初夜に「君を愛するつもりはない」と夫から言われた妻のその後
 離縁の原因は、屋敷に戻ってこないイアンのせいにできる。そうなれば、慰謝料、もしくは財産分与分くらいは請求できるだろうか。今後のために、資産はないよりもあったほうがいい。

「奥様。やはり、気分がすぐれませんか?

 後ろの鈎をはずし、コルセットをゆるめながらナナが問うた。

「いえ、大丈夫よ。少し考え事をしていただけ。心配をかけて、ごめんなさいね」

 ナナは首を横に振る。

 しゅるりと音を立てながら、灰鼠のドレスが身体を流れ、足下に落ちた。

 イアンがマレリと合っているならば、こちらも考えなければならない。
 頼れる相手といえば、やはりラッシュだろう。
 できることならば、イアンと婚姻関係のあるうちに、彼がマレリと関係をもってくれないだろうか。そうすれば姦通罪でイアンとマレリは処罰され、イアンの財産がケイトのものとなる。

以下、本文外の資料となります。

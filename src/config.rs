use crate::services::{
    storage_gateway::MAX_PRESIGN_EXPIRY_SECS,
    upload_validator::{DEFAULT_MAX_UPLOAD_BYTES, FileType, UploadPolicy, default_file_types},
};
use anyhow::{Context, Result, bail};
use clap::Parser;
use std::{env, fmt, str::FromStr};

/// Centralized application configuration.
/// Combines environment variables and CLI arguments.
#[derive(Clone)]
pub struct AppConfig {
    pub host: String,
    pub port: u16,
    pub store: StoreConfig,
    pub identity: IdentityConfig,
    pub max_upload_bytes: u64,
    pub file_types: Vec<FileType>,
    pub presign_expiry_secs: u64,
}

/// Connection settings for the S3-compatible store.
#[derive(Clone)]
pub struct StoreConfig {
    pub bucket: String,
    /// Custom endpoint URL (MinIO, R2, ...). `None` means AWS.
    pub endpoint: Option<String>,
    pub region: String,
    pub access_key: String,
    pub secret_key: String,
    /// Attempts per store request, including the first.
    pub max_attempts: u32,
}

/// Identity provider settings.
#[derive(Clone)]
pub struct IdentityConfig {
    pub supabase_url: String,
    pub supabase_anon_key: String,
}

/// Command-line + environment configuration.
#[derive(Parser, Debug)]
#[command(author, version, about = "File intake gateway for S3-compatible storage")]
pub struct Args {
    /// Host to bind to (overrides FILE_GATEWAY_HOST)
    #[arg(long)]
    pub host: Option<String>,

    /// Port to bind to (overrides FILE_GATEWAY_PORT)
    #[arg(long)]
    pub port: Option<u16>,

    /// Bucket that holds uploaded files (overrides FILE_GATEWAY_BUCKET)
    #[arg(long)]
    pub bucket: Option<String>,

    /// S3-compatible endpoint URL (overrides FILE_GATEWAY_S3_ENDPOINT)
    #[arg(long)]
    pub s3_endpoint: Option<String>,

    /// S3 region (overrides FILE_GATEWAY_S3_REGION)
    #[arg(long)]
    pub s3_region: Option<String>,

    /// Maximum upload size in bytes (overrides FILE_GATEWAY_MAX_UPLOAD_BYTES)
    #[arg(long)]
    pub max_upload_bytes: Option<u64>,

    /// Allowed types as `ext=mime,...` (overrides FILE_GATEWAY_ALLOWED_TYPES)
    #[arg(long)]
    pub allowed_types: Option<String>,
}

impl AppConfig {
    /// Parse environment variables + CLI args into AppConfig.
    pub fn from_env_and_args() -> Result<Self> {
        let args = Args::parse();

        let host = args
            .host
            .unwrap_or_else(|| env_or("FILE_GATEWAY_HOST", "0.0.0.0"));
        let port = match args.port {
            Some(port) => port,
            None => env_parse("FILE_GATEWAY_PORT", 3000)?,
        };
        let max_upload_bytes = match args.max_upload_bytes {
            Some(bytes) => bytes,
            None => env_parse("FILE_GATEWAY_MAX_UPLOAD_BYTES", DEFAULT_MAX_UPLOAD_BYTES)?,
        };
        let file_types = match args
            .allowed_types
            .or_else(|| env::var("FILE_GATEWAY_ALLOWED_TYPES").ok())
        {
            Some(list) => parse_file_types(&list)?,
            None => default_file_types(),
        };

        let store = StoreConfig {
            bucket: args
                .bucket
                .unwrap_or_else(|| env_or("FILE_GATEWAY_BUCKET", "files")),
            endpoint: args
                .s3_endpoint
                .or_else(|| env::var("FILE_GATEWAY_S3_ENDPOINT").ok())
                .filter(|value| !value.trim().is_empty()),
            region: args
                .s3_region
                .unwrap_or_else(|| env_or("FILE_GATEWAY_S3_REGION", "us-east-1")),
            access_key: env_required("FILE_GATEWAY_S3_ACCESS_KEY")?,
            secret_key: env_required("FILE_GATEWAY_S3_SECRET_KEY")?,
            max_attempts: env_parse("FILE_GATEWAY_S3_MAX_ATTEMPTS", 3)?,
        };
        if store.max_attempts == 0 {
            bail!("FILE_GATEWAY_S3_MAX_ATTEMPTS must be at least 1");
        }

        let identity = IdentityConfig {
            supabase_url: env_required("SUPABASE_URL")?,
            supabase_anon_key: env_required("SUPABASE_ANON_KEY")?,
        };

        let cfg = Self {
            host,
            port,
            store,
            identity,
            max_upload_bytes,
            file_types,
            presign_expiry_secs: env_parse("FILE_GATEWAY_PRESIGN_EXPIRY_SECS", 60)?,
        };
        cfg.validate()?;
        Ok(cfg)
    }

    fn validate(&self) -> Result<()> {
        if self.max_upload_bytes == 0 {
            bail!("maximum upload size must be greater than zero");
        }
        if self.presign_expiry_secs == 0 || self.presign_expiry_secs > MAX_PRESIGN_EXPIRY_SECS {
            bail!(
                "FILE_GATEWAY_PRESIGN_EXPIRY_SECS must be between 1 and {MAX_PRESIGN_EXPIRY_SECS}, got {}",
                self.presign_expiry_secs
            );
        }
        Ok(())
    }

    pub fn upload_policy(&self) -> UploadPolicy {
        UploadPolicy::new(self.max_upload_bytes, self.file_types.clone())
    }

    pub fn addr(&self) -> String {
        format!("{}:{}", self.host, self.port)
    }
}

impl fmt::Debug for AppConfig {
    fn fmt(&self, f: &mut fmt::Formatter<'_>) -> fmt::Result {
        f.debug_struct("AppConfig")
            .field("host", &self.host)
            .field("port", &self.port)
            .field("bucket", &self.store.bucket)
            .field("s3_endpoint", &self.store.endpoint)
            .field("s3_region", &self.store.region)
            .field("s3_access_key", &"<redacted>")
            .field("s3_secret_key", &"<redacted>")
            .field("s3_max_attempts", &self.store.max_attempts)
            .field("supabase_url", &self.identity.supabase_url)
            .field("max_upload_bytes", &self.max_upload_bytes)
            .field(
                "allowed_extensions",
                &self.file_types.iter().map(|t| t.extension.as_str()).collect::<Vec<_>>(),
            )
            .field("presign_expiry_secs", &self.presign_expiry_secs)
            .finish()
    }
}

fn env_or(key: &str, default: &str) -> String {
    env::var(key).unwrap_or_else(|_| default.into())
}

fn env_required(key: &str) -> Result<String> {
    match env::var(key) {
        Ok(value) if !value.trim().is_empty() => Ok(value),
        Ok(_) | Err(env::VarError::NotPresent) => bail!("environment variable {key} is required"),
        Err(err) => Err(err).with_context(|| format!("reading {key}")),
    }
}

fn env_parse<T>(key: &str, default: T) -> Result<T>
where
    T: FromStr,
    T::Err: std::error::Error + Send + Sync + 'static,
{
    match env::var(key) {
        Ok(value) => value
            .trim()
            .parse::<T>()
            .with_context(|| format!("parsing {key} value `{value}`")),
        Err(env::VarError::NotPresent) => Ok(default),
        Err(err) => Err(err).with_context(|| format!("reading {key}")),
    }
}

/// Parse `jpg=image/jpeg, png=image/png` into an allow-list.
///
/// Extensions are lower-cased and may carry a leading dot.
pub fn parse_file_types(list: &str) -> Result<Vec<FileType>> {
    let mut types: Vec<FileType> = Vec::new();
    for entry in list.split(',').map(str::trim).filter(|e| !e.is_empty()) {
        let Some((ext, mime)) = entry.split_once('=') else {
            bail!("allowed type `{entry}` must look like `ext=mime/type`");
        };
        let extension = ext.trim().trim_start_matches('.').to_lowercase();
        let mime_type = mime.trim().to_lowercase();

        if extension.is_empty() || !extension.chars().all(|c| c.is_ascii_alphanumeric()) {
            bail!("allowed type `{entry}` has an invalid extension");
        }
        if !mime_type.contains('/') {
            bail!("allowed type `{entry}` has an invalid MIME type");
        }
        if types.iter().any(|t| t.extension == extension) {
            bail!("extension `{extension}` is listed twice");
        }
        types.push(FileType {
            extension,
            mime_type,
        });
    }

    if types.is_empty() {
        bail!("at least one allowed file type is required");
    }
    Ok(types)
}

「奥様。気持ちが落ち着くように、ハーブティーなどはいかがですか?」

 ケイトの考えを吹き飛ばすようなナナのやわらかな声で我に返った。
 すでに肌触りのよい、絹のナイトドレスに着替えさせられている。

「えぇ、お願いしてもよいかしら?」
「もちろんです」

 これからのことを考えると、ケイト一人では背負いきれない。誰かに助けを求めなければ――。

 ハーブティーのさわやかな香りが、部屋を満たしつつあった。